The string "capacity" appears in some lines of the data. Report how many, with no other words.

**** MATERIAL PROVIDED ****

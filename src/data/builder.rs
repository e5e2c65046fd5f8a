//! Incremental construction of a [`Data`] instance.
//!
//! Node ids grow monotonically, so every postings list the builder appends
//! to stays in ascending document order.

use log::debug;

use crate::config::IndexConfig;
use crate::data::{Data, MetaData, Node, NodeKind};
use crate::error::{GlaiveError, Result};
use crate::index::value::{ValueIndex, ValueKind};
use crate::index::{FullTextIndex, NodeId};

/// Builds a document in pre-order and fills the configured indexes.
#[derive(Debug)]
pub struct DataBuilder {
    nodes: Vec<Node>,
    /// Open elements, innermost last. The document node is never popped.
    open: Vec<NodeId>,
    text_index: Option<ValueIndex>,
    attribute_index: Option<ValueIndex>,
    fulltext_index: Option<FullTextIndex>,
}

impl DataBuilder {
    /// Start a document. The document node gets id 0.
    pub fn new(config: IndexConfig) -> Self {
        let capacity = config.initial_capacity;
        let load_factor = config.max_load_factor;
        DataBuilder {
            nodes: vec![Node {
                kind: NodeKind::Document,
                name: None,
                value: None,
                parent: None,
                size: 1,
            }],
            open: vec![0],
            text_index: config
                .text_index
                .then(|| ValueIndex::with_capacity(ValueKind::Text, capacity, load_factor)),
            attribute_index: config
                .attribute_index
                .then(|| ValueIndex::with_capacity(ValueKind::Attribute, capacity, load_factor)),
            fulltext_index: config
                .fulltext
                .map(|options| FullTextIndex::with_capacity(options, capacity, load_factor)),
        }
    }

    fn next_id(&self) -> NodeId {
        self.nodes.len() as NodeId
    }

    fn current(&self) -> NodeId {
        self.open.last().copied().unwrap_or(0)
    }

    fn push(&mut self, kind: NodeKind, name: Option<String>, value: Option<String>) -> NodeId {
        let id = self.next_id();
        self.nodes.push(Node {
            kind,
            name,
            value,
            parent: Some(self.current()),
            size: 1,
        });
        id
    }

    /// Open a child element of the current element.
    pub fn open_element(&mut self, name: &str) -> Result<NodeId> {
        if name.is_empty() {
            return Err(GlaiveError::index("element name must not be empty"));
        }
        let id = self.push(NodeKind::Element, Some(name.to_string()), None);
        self.open.push(id);
        Ok(id)
    }

    /// Add an attribute to the element opened last. Attributes must precede
    /// the element's children.
    pub fn attribute(&mut self, name: &str, value: &str) -> Result<NodeId> {
        let owner = self.current();
        if owner == 0 {
            return Err(GlaiveError::index("attribute outside of an element"));
        }
        let last = &self.nodes[self.nodes.len() - 1];
        let follows_owner = self.next_id() - 1 == owner
            || (last.kind == NodeKind::Attribute && last.parent == Some(owner));
        if !follows_owner {
            return Err(GlaiveError::index(format!(
                "attribute '{name}' added after the content of its element"
            )));
        }

        let id = self.push(NodeKind::Attribute, Some(name.to_string()), Some(value.to_string()));
        if let Some(index) = &mut self.attribute_index {
            index.index(value.as_bytes(), id)?;
        }
        Ok(id)
    }

    /// Add a text node to the current element. Empty texts are skipped.
    pub fn text(&mut self, value: &str) -> Result<Option<NodeId>> {
        if value.is_empty() {
            return Ok(None);
        }
        let id = self.push(NodeKind::Text, None, Some(value.to_string()));
        if let Some(index) = &mut self.text_index {
            index.index(value.as_bytes(), id)?;
        }
        if let Some(index) = &mut self.fulltext_index {
            index.index_text(id, value)?;
        }
        Ok(Some(id))
    }

    /// Close the current element.
    pub fn close_element(&mut self) -> Result<NodeId> {
        if self.open.len() <= 1 {
            return Err(GlaiveError::index("no open element to close"));
        }
        let id = self.open.pop().unwrap_or(0);
        let size = self.next_id() - id;
        self.nodes[id as usize].size = size;
        Ok(id)
    }

    /// Finish the document. All elements must be closed.
    pub fn finish(mut self) -> Result<Data> {
        if self.open.len() > 1 {
            return Err(GlaiveError::index(format!(
                "{} element(s) left open",
                self.open.len() - 1
            )));
        }
        let total = self.next_id();
        self.nodes[0].size = total;

        for index in [&self.text_index, &self.attribute_index].into_iter().flatten() {
            index.verify()?;
        }
        if let Some(index) = &self.fulltext_index {
            index.verify()?;
        }

        let meta = MetaData {
            nodes: total,
            text_index: self.text_index.is_some(),
            attribute_index: self.attribute_index.is_some(),
            fulltext: self.fulltext_index.as_ref().map(|index| index.options().clone()),
        };
        debug!(
            "built document with {} nodes (text index: {}, attribute index: {}, full-text index: {})",
            total,
            meta.text_index,
            meta.attribute_index,
            meta.fulltext.is_some()
        );

        Ok(Data {
            nodes: self.nodes,
            meta,
            text_index: self.text_index,
            attribute_index: self.attribute_index,
            fulltext_index: self.fulltext_index,
        })
    }
}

****

EXERCISE OUTPUT
4